(RECORDS FOR THIS TASK Opens)

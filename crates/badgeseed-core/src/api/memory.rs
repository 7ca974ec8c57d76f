//! In-memory table store.
//!
//! Backs `--dry-run` and the seeder tests. Rows get per-table sequential
//! integer ids, lookups compare case-insensitively, and inserts can be made
//! to fail or to come back empty.

use std::collections::{BTreeMap, BTreeSet};
use std::sync::{Mutex, MutexGuard, PoisonError};

use async_trait::async_trait;
use serde_json::{Map, Value};

use crate::schema::id_column;

use super::{ApiError, Backend};

/// Error code reported for injected rejections.
const REJECTION_CODE: &str = "P0001";

#[derive(Debug, Clone)]
struct Rejection {
    table: String,
    column: String,
    value: Value,
    message: String,
}

impl Rejection {
    fn matches(&self, table: &str, row: &Value) -> bool {
        self.table == table && row.get(&self.column) == Some(&self.value)
    }
}

#[derive(Debug, Default)]
struct State {
    tables: BTreeMap<String, Vec<Value>>,
    next_ids: BTreeMap<String, i64>,
    attempts: Vec<(String, Value)>,
    rejections: Vec<Rejection>,
    hidden: BTreeSet<String>,
}

impl State {
    fn store(&mut self, table: &str, row: &Value) -> Value {
        let next = self.next_ids.entry(table.to_string()).or_insert(1);
        let id = *next;
        *next += 1;

        let mut stored = match row {
            Value::Object(map) => map.clone(),
            _ => Map::new(),
        };
        stored.insert(id_column(table).to_string(), Value::from(id));
        let stored = Value::Object(stored);

        self.tables
            .entry(table.to_string())
            .or_default()
            .push(stored.clone());
        stored
    }
}

#[derive(Debug, Default)]
pub struct MemoryBackend {
    state: Mutex<State>,
}

impl MemoryBackend {
    pub fn new() -> Self {
        Self::default()
    }

    fn state(&self) -> MutexGuard<'_, State> {
        self.state.lock().unwrap_or_else(PoisonError::into_inner)
    }

    /// Store a row directly, bypassing rejections and the attempt log.
    /// Returns the stored row including its generated id.
    pub fn preload(&self, table: &str, row: Value) -> Value {
        self.state().store(table, &row)
    }

    /// Make inserts into `table` whose `column` equals `value` fail with a
    /// backend-reported error carrying `message`.
    pub fn reject_where(&self, table: &str, column: &str, value: Value, message: &str) {
        self.state().rejections.push(Rejection {
            table: table.to_string(),
            column: column.to_string(),
            value,
            message: message.to_string(),
        });
    }

    /// Store inserts into `table` but return no rows, the way a row-level
    /// policy that forbids reading them back would.
    pub fn hide_returned_rows(&self, table: &str) {
        self.state().hidden.insert(table.to_string());
    }

    /// Rows stored in `table`, in insertion order.
    pub fn rows(&self, table: &str) -> Vec<Value> {
        self.state().tables.get(table).cloned().unwrap_or_default()
    }

    /// Every insert call made, rejected ones included, as `(table, row)`.
    pub fn attempts(&self) -> Vec<(String, Value)> {
        self.state().attempts.clone()
    }
}

#[async_trait]
impl Backend for MemoryBackend {
    async fn insert(&self, table: &str, row: &Value) -> Result<Vec<Value>, ApiError> {
        let mut state = self.state();
        state.attempts.push((table.to_string(), row.clone()));

        if let Some(rejection) = state.rejections.iter().find(|r| r.matches(table, row)) {
            return Err(ApiError::Backend {
                status: 400,
                code: Some(REJECTION_CODE.to_string()),
                message: rejection.message.clone(),
            });
        }

        let stored = state.store(table, row);
        if state.hidden.contains(table) {
            Ok(Vec::new())
        } else {
            Ok(vec![stored])
        }
    }

    async fn select_one_ilike(
        &self,
        table: &str,
        select: &str,
        column: &str,
        value: &str,
    ) -> Result<Option<Value>, ApiError> {
        let state = self.state();
        let wanted = value.to_lowercase();
        let matches: Vec<&Value> = state
            .tables
            .get(table)
            .map(|rows| {
                rows.iter()
                    .filter(|row| {
                        row.get(column)
                            .and_then(Value::as_str)
                            .is_some_and(|v| v.to_lowercase() == wanted)
                    })
                    .collect()
            })
            .unwrap_or_default();

        match matches.as_slice() {
            [] => Ok(None),
            [row] => Ok(Some(project(row, select))),
            _ => Err(ApiError::InvalidResponse(format!(
                "expected at most one {} row where {} matches '{}', got {}",
                table,
                column,
                value,
                matches.len()
            ))),
        }
    }
}

/// Keep only the comma-separated `select` columns of `row`.
fn project(row: &Value, select: &str) -> Value {
    if select.trim() == "*" {
        return row.clone();
    }
    let projected: Map<String, Value> = select
        .split(',')
        .map(str::trim)
        .filter_map(|col| row.get(col).map(|v| (col.to_string(), v.clone())))
        .collect();
    Value::Object(projected)
}

#[cfg(test)]
mod tests {
    use super::*;
    use serde_json::json;

    #[tokio::test]
    async fn test_insert_assigns_sequential_ids_per_table() {
        let backend = MemoryBackend::new();
        let first = backend.insert("camp_dpmt", &json!({"dpmt_name": "A"})).await.unwrap();
        let second = backend.insert("camp_dpmt", &json!({"dpmt_name": "B"})).await.unwrap();
        let badge = backend.insert("merit_badge", &json!({"badge_name": "C"})).await.unwrap();

        assert_eq!(first[0]["dpmt_id"], json!(1));
        assert_eq!(second[0]["dpmt_id"], json!(2));
        assert_eq!(badge[0]["badge_id"], json!(1));
        assert_eq!(backend.rows("camp_dpmt").len(), 2);
        assert_eq!(backend.attempts().len(), 3);
    }

    #[tokio::test]
    async fn test_select_is_case_insensitive_and_projects() {
        let backend = MemoryBackend::new();
        backend.preload("camp_dpmt", json!({"dpmt_name": "Aquatics"}));

        let row = backend
            .select_one_ilike("camp_dpmt", "dpmt_id", "dpmt_name", "AQUATICS")
            .await
            .unwrap();
        assert_eq!(row, Some(json!({"dpmt_id": 1})));

        let missing = backend
            .select_one_ilike("camp_dpmt", "dpmt_id", "dpmt_name", "Shooting")
            .await
            .unwrap();
        assert_eq!(missing, None);
    }

    #[tokio::test]
    async fn test_select_rejects_ambiguous_match() {
        let backend = MemoryBackend::new();
        backend.preload("camp_dpmt", json!({"dpmt_name": "Nature"}));
        backend.preload("camp_dpmt", json!({"dpmt_name": "NATURE"}));

        let err = backend
            .select_one_ilike("camp_dpmt", "dpmt_id", "dpmt_name", "nature")
            .await
            .unwrap_err();
        assert!(matches!(err, ApiError::InvalidResponse(_)));
    }

    #[tokio::test]
    async fn test_rejections_and_hidden_rows() {
        let backend = MemoryBackend::new();
        backend.reject_where("camp_dpmt", "dpmt_name", json!("Bad"), "nope");
        backend.hide_returned_rows("merit_badge");

        let err = backend.insert("camp_dpmt", &json!({"dpmt_name": "Bad"})).await.unwrap_err();
        assert_eq!(err.to_string(), "nope");
        assert!(err.is_backend_reported());
        assert!(backend.rows("camp_dpmt").is_empty());

        let rows = backend.insert("merit_badge", &json!({"badge_name": "X"})).await.unwrap();
        assert!(rows.is_empty());
        assert_eq!(backend.rows("merit_badge").len(), 1);
    }
}
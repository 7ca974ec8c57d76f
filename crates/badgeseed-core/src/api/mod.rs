//! Remote table store access.
//!
//! The seeders only need two operations from the backend, expressed by the
//! `Backend` trait: insert a row and get the stored row back, and look up a
//! single row by a case-insensitive name match.
//!
//! - `ApiClient`: PostgREST over HTTP, authenticated with an API key
//! - `MemoryBackend`: in-process tables for dry runs and tests

pub mod backend;
pub mod client;
pub mod error;
pub mod memory;

pub use backend::Backend;
pub use client::ApiClient;
pub use error::ApiError;
pub use memory::MemoryBackend;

(RECORDS FOR THIS TASK Closes)

__AIM OF THE EXERCISE__:
Where the line holding "self.state().tables.get(table).cloned().unwrap_or_default()" appears in the listing above, start reproducing exactly, and end with the line holding "impl Backend for".

__ANSWER FOR THE TASK__:
        self.state().tables.get(table).cloned().unwrap_or_default()
    }

    /// Every insert call made, rejected ones included, as `(table, row)`.
    pub fn attempts(&self) -> Vec<(String, Value)> {
        self.state().attempts.clone()
    }
}

#[async_trait]
impl Backend for MemoryBackend {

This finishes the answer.